### Work to complete
In the records that follow, find each line with "cloned" and pull it out.

=== Supplied records ===

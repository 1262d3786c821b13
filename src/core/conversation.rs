//! The chat panel's state: the transcript plus the single request in flight.

use std::collections::VecDeque;

use serde_json::Value;
use tracing::{debug, warn};

use crate::api::{ChatReply, ChatRequest, HistoryEntry, HistoryRole, ReplyBody, ReplyPart};
use crate::core::chat_client::ChatError;
use crate::core::message::{Message, TranscriptRole};

/// Shown in place of a reply whenever a request fails for any reason.
pub const FALLBACK_REPLY: &str = "Error: could not reach server.";

pub const WAITING_STATUS: &str = "Waiting for reply…";

/// A request ready to hand to the chat service.
#[derive(Debug, Clone, PartialEq)]
pub struct OutboundRequest {
    pub id: u64,
    pub body: ChatRequest,
}

#[derive(Debug, Clone)]
pub struct Conversation {
    messages: VecDeque<Message>,
    pending: Option<u64>,
    next_request_id: u64,
    send_history: bool,
    status: Option<String>,
}

impl Conversation {
    pub fn new(send_history: bool) -> Self {
        Self {
            messages: VecDeque::new(),
            pending: None,
            next_request_id: 1,
            send_history,
            status: None,
        }
    }

    pub fn messages(&self) -> &VecDeque<Message> {
        &self.messages
    }

    pub fn is_pending(&self) -> bool {
        self.pending.is_some()
    }

    pub fn pending_request_id(&self) -> Option<u64> {
        self.pending
    }

    pub fn status(&self) -> Option<&str> {
        self.status.as_deref()
    }

    pub fn set_status(&mut self, status: impl Into<String>) {
        self.status = Some(status.into());
    }

    pub fn clear_status(&mut self) {
        self.status = None;
    }

    pub fn add_app_info(&mut self, content: impl Into<String>) {
        self.messages.push_back(Message::app_info(content));
    }

    /// Append the user's text and build the request for it.
    ///
    /// Blank input is ignored, as is any input while an earlier request is
    /// still outstanding.
    pub fn submit(&mut self, input: &str) -> Option<OutboundRequest> {
        if input.trim().is_empty() {
            return None;
        }
        if self.pending.is_some() {
            self.set_status(WAITING_STATUS);
            return None;
        }

        let history = if self.send_history {
            self.history()
        } else {
            Vec::new()
        };

        self.messages.push_back(Message::user(input));

        let id = self.next_request_id;
        self.next_request_id += 1;
        self.pending = Some(id);
        self.clear_status();
        debug!(request_id = id, history = history.len(), "submitted message");

        Some(OutboundRequest {
            id,
            body: ChatRequest {
                message: input.to_string(),
                history,
            },
        })
    }

    /// Record the outcome of request `id`. Returns the message that was
    /// appended, or `None` when the result belongs to a request that is no
    /// longer pending.
    pub fn apply_reply(
        &mut self,
        id: u64,
        result: Result<ChatReply, ChatError>,
    ) -> Option<&Message> {
        if self.pending != Some(id) {
            debug!(request_id = id, "dropping stale reply");
            return None;
        }
        self.pending = None;

        let message = match result {
            Ok(reply) => Message::assistant(normalize_reply(reply.response)),
            Err(err) => {
                warn!(request_id = id, error = %err, "chat request failed");
                Message::app_error(FALLBACK_REPLY)
            }
        };
        self.messages.push_back(message);
        self.messages.back()
    }

    /// Prior user and assistant turns in the endpoint's history shape.
    ///
    /// A turn is only included once it was answered: user messages whose
    /// request failed, or whose reply was empty, are left out together with
    /// the empty reply.
    pub fn history(&self) -> Vec<HistoryEntry> {
        let mut entries = Vec::new();
        let mut turns = self
            .messages
            .iter()
            .filter(|msg| msg.role != TranscriptRole::AppInfo)
            .peekable();
        while let Some(msg) = turns.next() {
            match msg.role {
                TranscriptRole::User => {
                    let answered = turns
                        .peek()
                        .is_some_and(|next| next.is_assistant() && !next.content.trim().is_empty());
                    if answered {
                        entries.push(HistoryEntry::new(HistoryRole::User, &msg.content));
                    }
                }
                TranscriptRole::Assistant if !msg.content.trim().is_empty() => {
                    entries.push(HistoryEntry::new(HistoryRole::Model, &msg.content));
                }
                _ => {}
            }
        }
        entries
    }

    /// Forget every message. A reply still in flight will be dropped on
    /// arrival.
    pub fn clear(&mut self) {
        self.messages.clear();
        self.pending = None;
        self.clear_status();
    }
}

/// Flatten a reply into the Markdown shown for a single assistant message.
pub fn normalize_reply(body: ReplyBody) -> String {
    match body {
        ReplyBody::Text(text) => text,
        ReplyBody::Parts(parts) => parts
            .into_iter()
            .filter_map(render_part)
            .collect::<Vec<_>>()
            .join("\n\n"),
    }
}

fn render_part(part: ReplyPart) -> Option<String> {
    if let Some(text) = part.text.filter(|text| !text.is_empty()) {
        return Some(text);
    }
    let call = part.function_call?;
    let args = match call.args {
        Value::Null => "{}".to_string(),
        args => serde_json::to_string_pretty(&args).unwrap_or_else(|_| args.to_string()),
    };
    Some(format!(
        "**🛠 Function call:** {}\n\n```json\n{}\n```",
        call.name, args
    ))
}

#[cfg(test)]
mod tests {
    use super::*;
    use crate::api::FunctionCall;
    use serde_json::json;

    fn failure() -> ChatError {
        ChatError::Status {
            status: 503,
            body: String::new(),
        }
    }

    #[test]
    fn blank_input_is_a_no_op() {
        let mut conversation = Conversation::new(true);
        for input in ["", "   ", "\n\t  \n"] {
            assert!(conversation.submit(input).is_none());
        }
        assert!(conversation.messages().is_empty());
        assert!(!conversation.is_pending());
    }

    #[test]
    fn submit_appends_user_message_and_builds_request() {
        let mut conversation = Conversation::new(true);
        let request = conversation.submit("Plan 3 days in Rome").expect("request");

        assert_eq!(request.body.message, "Plan 3 days in Rome");
        assert!(request.body.history.is_empty());
        assert_eq!(
            conversation.messages().back(),
            Some(&Message::user("Plan 3 days in Rome"))
        );
        assert_eq!(conversation.pending_request_id(), Some(request.id));
    }

    #[test]
    fn successful_reply_appends_one_assistant_message() {
        let mut conversation = Conversation::new(true);
        let request = conversation.submit("hello").expect("request");

        let appended = conversation
            .apply_reply(request.id, Ok(ChatReply::text("Hi! Where to?")))
            .cloned();

        assert_eq!(appended, Some(Message::assistant("Hi! Where to?")));
        assert_eq!(conversation.messages().len(), 2);
        assert!(!conversation.is_pending());
    }

    #[test]
    fn failed_reply_appends_one_fallback_message() {
        let mut conversation = Conversation::new(true);
        let request = conversation.submit("hello").expect("request");

        conversation.apply_reply(request.id, Err(failure()));

        let messages: Vec<_> = conversation.messages().iter().cloned().collect();
        assert_eq!(
            messages,
            vec![Message::user("hello"), Message::app_error(FALLBACK_REPLY)]
        );
        assert!(!conversation.is_pending());
    }

    #[test]
    fn submission_is_refused_while_a_reply_is_pending() {
        let mut conversation = Conversation::new(true);
        let first = conversation.submit("first").expect("request");

        assert!(conversation.submit("second").is_none());
        assert_eq!(conversation.messages().len(), 1);
        assert_eq!(conversation.status(), Some(WAITING_STATUS));

        conversation.apply_reply(first.id, Ok(ChatReply::text("done")));
        assert!(conversation.submit("second").is_some());
        assert_eq!(conversation.status(), None);
    }

    #[test]
    fn stale_replies_are_ignored() {
        let mut conversation = Conversation::new(true);
        let request = conversation.submit("hello").expect("request");
        conversation.clear();

        assert!(conversation
            .apply_reply(request.id, Ok(ChatReply::text("late")))
            .is_none());
        assert!(conversation.messages().is_empty());
    }

    #[test]
    fn history_skips_app_messages_and_failed_turns() {
        let mut conversation = Conversation::new(true);
        conversation.add_app_info("Welcome");
        let first = conversation.submit("one").expect("request");
        conversation.apply_reply(first.id, Ok(ChatReply::text("uno")));
        let second = conversation.submit("two").expect("request");
        conversation.apply_reply(second.id, Err(failure()));

        let third = conversation.submit("three").expect("request");
        assert_eq!(third.body.message, "three");
        assert_eq!(
            third.body.history,
            vec![
                HistoryEntry::new(HistoryRole::User, "one"),
                HistoryEntry::new(HistoryRole::Model, "uno"),
            ]
        );
    }

    #[test]
    fn empty_replies_are_kept_out_of_history() {
        let mut conversation = Conversation::new(true);
        let first = conversation.submit("hi").expect("request");
        conversation.apply_reply(first.id, Ok(ChatReply {
            response: ReplyBody::Parts(Vec::new()),
        }));
        assert_eq!(conversation.messages().back(), Some(&Message::assistant("")));

        let second = conversation.submit("again").expect("request");
        conversation.apply_reply(second.id, Ok(ChatReply::text("Hello again")));

        let third = conversation.submit("and now?").expect("request");
        assert_eq!(
            third.body.history,
            vec![
                HistoryEntry::new(HistoryRole::User, "again"),
                HistoryEntry::new(HistoryRole::Model, "Hello again"),
            ]
        );
    }

    #[test]
    fn history_can_be_disabled() {
        let mut conversation = Conversation::new(false);
        let first = conversation.submit("one").expect("request");
        conversation.apply_reply(first.id, Ok(ChatReply::text("uno")));

        let second = conversation.submit("two").expect("request");
        assert!(second.body.history.is_empty());
    }

    #[test]
    fn parts_reply_is_flattened_into_one_message() {
        let body = ReplyBody::Parts(vec![
            ReplyPart {
                text: Some("Looking up flights.".to_string()),
                function_call: None,
            },
            ReplyPart {
                text: None,
                function_call: Some(FunctionCall {
                    name: "find_flights".to_string(),
                    args: json!({"origin": "JFK"}),
                }),
            },
            ReplyPart::default(),
        ]);

        assert_eq!(
            normalize_reply(body),
            "Looking up flights.\n\n**🛠 Function call:** find_flights\n\n```json\n{\n  \"origin\": \"JFK\"\n}\n```"
        );
    }

    #[test]
    fn empty_text_falls_through_to_function_call() {
        let body = ReplyBody::Parts(vec![ReplyPart {
            text: Some(String::new()),
            function_call: Some(FunctionCall {
                name: "find_flights".to_string(),
                args: json!({}),
            }),
        }]);
        assert_eq!(
            normalize_reply(body),
            "**🛠 Function call:** find_flights\n\n```json\n{}\n```"
        );
    }

    #[test]
    fn function_call_without_args_renders_empty_object() {
        let body = ReplyBody::Parts(vec![ReplyPart {
            text: None,
            function_call: Some(FunctionCall {
                name: "build_itinerary".to_string(),
                args: Value::Null,
            }),
        }]);
        assert!(normalize_reply(body).ends_with("```json\n{}\n```"));
    }
}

===

### Task output
            .cloned();
        let messages: Vec<_> = conversation.messages().iter().cloned().collect();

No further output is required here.